Stored items:
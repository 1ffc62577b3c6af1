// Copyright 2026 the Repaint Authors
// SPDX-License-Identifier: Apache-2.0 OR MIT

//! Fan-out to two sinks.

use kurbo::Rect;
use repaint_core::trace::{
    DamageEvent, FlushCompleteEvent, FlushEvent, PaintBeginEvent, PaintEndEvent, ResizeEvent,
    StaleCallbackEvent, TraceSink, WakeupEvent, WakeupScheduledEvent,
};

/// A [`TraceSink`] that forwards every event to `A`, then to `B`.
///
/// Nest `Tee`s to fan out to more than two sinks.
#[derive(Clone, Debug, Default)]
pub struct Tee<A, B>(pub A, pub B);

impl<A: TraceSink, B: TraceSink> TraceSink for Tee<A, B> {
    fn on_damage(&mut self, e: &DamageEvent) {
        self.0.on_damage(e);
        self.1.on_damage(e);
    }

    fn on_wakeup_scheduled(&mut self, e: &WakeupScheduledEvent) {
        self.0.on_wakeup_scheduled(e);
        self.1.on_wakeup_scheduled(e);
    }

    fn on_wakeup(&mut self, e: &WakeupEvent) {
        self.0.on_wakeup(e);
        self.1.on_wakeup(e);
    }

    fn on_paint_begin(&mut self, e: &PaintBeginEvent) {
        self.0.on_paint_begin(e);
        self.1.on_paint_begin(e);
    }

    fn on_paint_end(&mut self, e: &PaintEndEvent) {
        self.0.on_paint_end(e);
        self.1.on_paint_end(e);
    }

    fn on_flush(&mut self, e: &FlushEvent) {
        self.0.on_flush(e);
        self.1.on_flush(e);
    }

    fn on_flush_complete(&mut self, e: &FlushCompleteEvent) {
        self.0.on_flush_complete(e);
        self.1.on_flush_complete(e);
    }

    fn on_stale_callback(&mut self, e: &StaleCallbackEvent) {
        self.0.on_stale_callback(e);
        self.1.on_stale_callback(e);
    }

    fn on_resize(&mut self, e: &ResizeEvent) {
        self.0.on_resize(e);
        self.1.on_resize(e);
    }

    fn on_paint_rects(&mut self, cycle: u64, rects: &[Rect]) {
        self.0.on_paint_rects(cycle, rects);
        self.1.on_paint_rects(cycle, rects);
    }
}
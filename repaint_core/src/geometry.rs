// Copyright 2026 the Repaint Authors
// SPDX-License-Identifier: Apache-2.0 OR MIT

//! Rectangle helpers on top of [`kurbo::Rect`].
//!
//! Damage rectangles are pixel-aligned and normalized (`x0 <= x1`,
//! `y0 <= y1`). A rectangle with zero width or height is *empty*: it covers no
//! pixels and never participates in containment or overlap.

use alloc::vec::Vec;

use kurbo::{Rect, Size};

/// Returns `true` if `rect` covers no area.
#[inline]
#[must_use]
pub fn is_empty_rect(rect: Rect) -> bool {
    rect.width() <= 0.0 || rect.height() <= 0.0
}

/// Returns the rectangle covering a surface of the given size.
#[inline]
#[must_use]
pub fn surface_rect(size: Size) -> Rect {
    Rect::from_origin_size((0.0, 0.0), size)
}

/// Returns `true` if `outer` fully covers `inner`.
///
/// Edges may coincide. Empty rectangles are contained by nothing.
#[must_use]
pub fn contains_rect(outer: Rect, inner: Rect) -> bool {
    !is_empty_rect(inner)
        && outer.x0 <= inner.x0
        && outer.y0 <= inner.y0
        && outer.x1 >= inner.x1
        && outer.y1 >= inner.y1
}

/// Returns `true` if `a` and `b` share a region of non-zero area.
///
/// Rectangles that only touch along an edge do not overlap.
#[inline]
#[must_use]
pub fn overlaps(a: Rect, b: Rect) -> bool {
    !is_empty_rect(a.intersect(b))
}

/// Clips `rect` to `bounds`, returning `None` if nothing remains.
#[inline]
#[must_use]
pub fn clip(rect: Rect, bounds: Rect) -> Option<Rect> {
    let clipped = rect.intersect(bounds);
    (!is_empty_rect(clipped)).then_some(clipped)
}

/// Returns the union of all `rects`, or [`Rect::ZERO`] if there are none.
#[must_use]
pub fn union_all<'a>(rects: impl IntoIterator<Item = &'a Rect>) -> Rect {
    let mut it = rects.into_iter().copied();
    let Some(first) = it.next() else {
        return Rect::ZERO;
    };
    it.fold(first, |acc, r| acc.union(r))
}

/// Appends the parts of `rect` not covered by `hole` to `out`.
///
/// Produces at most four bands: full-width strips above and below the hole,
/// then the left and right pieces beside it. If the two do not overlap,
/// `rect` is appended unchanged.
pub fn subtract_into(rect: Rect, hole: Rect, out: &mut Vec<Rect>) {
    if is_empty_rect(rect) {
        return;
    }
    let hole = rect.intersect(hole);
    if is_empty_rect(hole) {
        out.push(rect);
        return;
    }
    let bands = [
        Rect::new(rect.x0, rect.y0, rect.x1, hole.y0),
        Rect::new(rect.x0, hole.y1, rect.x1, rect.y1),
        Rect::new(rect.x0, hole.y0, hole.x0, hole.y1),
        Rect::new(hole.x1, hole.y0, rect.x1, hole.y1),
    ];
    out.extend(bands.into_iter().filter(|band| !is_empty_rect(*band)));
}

**TASK DETAILS:**
Only a number is wanted here: how many lines in the entries contain the word "StaleCallbackEvent"?

**EXERCISE RESPONSE:**
2